Contrairement à d'autres pays qui traitent les cryptomonnaies comme des actions et appliquent une taxe sur les plus-values, le Japon oblige toujours sesdentà déclarer leurs revenus comme s'il s'agissait d'une activité secondaire.
Mais l'Agence des services financiers (FSA) souhaite que cela cesse. Si la nouvelle classification est approuvée, les 105 cryptomonnaies sélectionnées seraient taxées à seulement 20 %, quel que soit le profit réalisé. Cela permettrait enfin au Japon d'aligner son régime fiscal sur celui de la plupart des économies développées.
L'Autorité des services financiers (FSA) n'a encore rien confirmé publiquement. Cependant, selon Asahi , la sélection de ces 105 cryptomonnaies n'était pas aléatoire. Les jetons ont été examinés selon des critères de transparence, de stabilité financière, de réputation de l'émetteur, de solidité technique et de volatilité des cours. Aucune cryptomonnaie créée uniquement pour faire vibe .
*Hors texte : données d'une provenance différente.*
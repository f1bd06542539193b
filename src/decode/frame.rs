//! Decoded frame payloads.
//!
//! Timestamps here are still integers in the codec's packet time base; the
//! decode workers convert them to seconds when queueing frames.

use crate::audio::buffer::{AudioFormat, SampleFormat};
use crate::core::Rational;

/// Pixel layouts the core distinguishes; anything else is carried through
/// as the backend's raw format id.
#[derive(Debug, Clone, Copy, PartialEq, Eq)]
pub enum PixelFormat {
    Yuv420p,
    Nv12,
    Rgba,
    Bgra,
    Other(i32),
}

/// One decoded picture.
#[derive(Debug, Clone)]
pub struct VideoPicture {
    pub width: u32,
    pub height: u32,
    pub format: PixelFormat,
    pub sample_aspect_ratio: Rational,
    /// Timestamp chosen by the decoder (see `reorder_pts`).
    pub pts: Option<i64>,
    pub frame_pts: Option<i64>,
    pub best_effort_timestamp: Option<i64>,
    pub pkt_dts: Option<i64>,
    pub pos: Option<i64>,
    pub planes: Vec<Vec<u8>>,
    pub strides: Vec<usize>,
}

impl VideoPicture {
    pub fn new(width: u32, height: u32, format: PixelFormat) -> Self {
        Self {
            width,
            height,
            format,
            sample_aspect_ratio: Rational::UNDEFINED,
            pts: None,
            frame_pts: None,
            best_effort_timestamp: None,
            pkt_dts: None,
            pos: None,
            planes: Vec::new(),
            strides: Vec::new(),
        }
    }
}

/// One decoded chunk of audio.
#[derive(Debug, Clone)]
pub struct AudioSamples {
    pub format: AudioFormat,
    /// Samples per channel.
    pub nb_samples: usize,
    pub pts: Option<i64>,
    pub pos: Option<i64>,
    /// One plane per channel for planar formats, a single interleaved plane
    /// otherwise.
    pub planes: Vec<Vec<u8>>,
}

impl AudioSamples {
    /// Interleaved f32 samples.
    pub fn from_f32(sample_rate: u32, channels: u16, samples: &[f32]) -> Self {
        let bytes = samples.iter().flat_map(|s| s.to_ne_bytes()).collect();
        Self {
            format: AudioFormat {
                sample_rate,
                channels,
                sample_format: SampleFormat::F32,
            },
            nb_samples: samples.len() / channels.max(1) as usize,
            pts: None,
            pos: None,
            planes: vec![bytes],
        }
    }

    /// Decode the payload as interleaved f32 if it is packed f32.
    pub fn as_interleaved_f32(&self) -> Option<Vec<f32>> {
        if self.format.sample_format != SampleFormat::F32 {
            return None;
        }
        let plane = self.planes.first()?;
        let count = self.nb_samples * self.format.channels as usize;
        Some(
            plane
                .chunks_exact(4)
                .take(count)
                .map(|b| f32::from_ne_bytes([b[0], b[1], b[2], b[3]]))
                .collect(),
        )
    }
}

/// A rectangle of a subtitle.
#[derive(Debug, Clone, PartialEq)]
pub struct SubtitleRect {
    pub x: i32,
    pub y: i32,
    pub width: u32,
    pub height: u32,
    /// Text or ASS line for text subtitles.
    pub text: Option<String>,
    /// Palettized bitmap for graphics subtitles.
    pub bitmap: Vec<u8>,
}

/// One decoded subtitle event.
#[derive(Debug, Clone, PartialEq)]
pub struct SubtitleFrame {
    /// Presentation time, microseconds.
    pub pts: Option<i64>,
    /// Display window relative to `pts`, milliseconds.
    pub start_display_time: u32,
    pub end_display_time: u32,
    /// Graphics (bitmap) subtitles are the only ones presented.
    pub graphics: bool,
    pub rects: Vec<SubtitleRect>,
}

/// What a codec hands back.
#[derive(Debug, Clone)]
pub enum DecodedFrame {
    Video(VideoPicture),
    Audio(AudioSamples),
    Subtitle(SubtitleFrame),
}

#[cfg(test)]
mod tests {
    use super::*;

    #[test]
    fn test_audio_samples_f32_round_trip() {
        let samples = [0.5f32, -0.5, 0.25, -0.25];
        let chunk = AudioSamples::from_f32(48_000, 2, &samples);
        assert_eq!(chunk.nb_samples, 2);
        assert_eq!(chunk.as_interleaved_f32(), Some(samples.to_vec()));
    }

    #[test]
    fn test_non_f32_payload_is_not_interleaved_f32() {
        let mut chunk = AudioSamples::from_f32(48_000, 1, &[0.0]);
        chunk.format.sample_format = SampleFormat::S16;
        assert_eq!(chunk.as_interleaved_f32(), None);
    }
}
Les changements ne se limiteront pas à la fiscalité. La FSA se préparerait à sévir contre les délits d'initiés dans le secteur des cryptomonnaies. Asahi , l'agence souhaite interdire toute transaction effectuée par des personnes ou des entreprises ayant connaissance d'« informations importantes » sur une cryptomonnaie avant leur publication.
Cela inclut des éléments tels que la date de cotation ou les informations financières de l'émetteur de la monnaie. L'Agence des services financiers (FSA) souhaite finaliser l'ensemble de ces mesures avant l'adoption du budget japonais pour 2026. Ce délai laisse aux législateurs un peu plus d'un an pour intégrer ces propositions à la loi.
L'Association japonaise des plateformes d'échange de cryptomonnaies (JVCEA) joue également un rôle majeur dans la définition de la légitimité des cryptomonnaies. Elle gère une « liste verte » des cryptomonnaies répondant à certains critères. Actuellement, cette liste comprend Bitcoin, Ethereum, XRP, LTC et MATIC, soit un total de 30 cryptomonnaies.
Pour figurer sur cette liste, les pièces doivent être cotées par au moins trois membres de la bourse JVCEA. Ou bien, elles doivent avoir été cotées par un membre pendant au moins six mois. La JVCEA doit également approuver la pièce comme étant « appropriée » pour une cotation sans condition.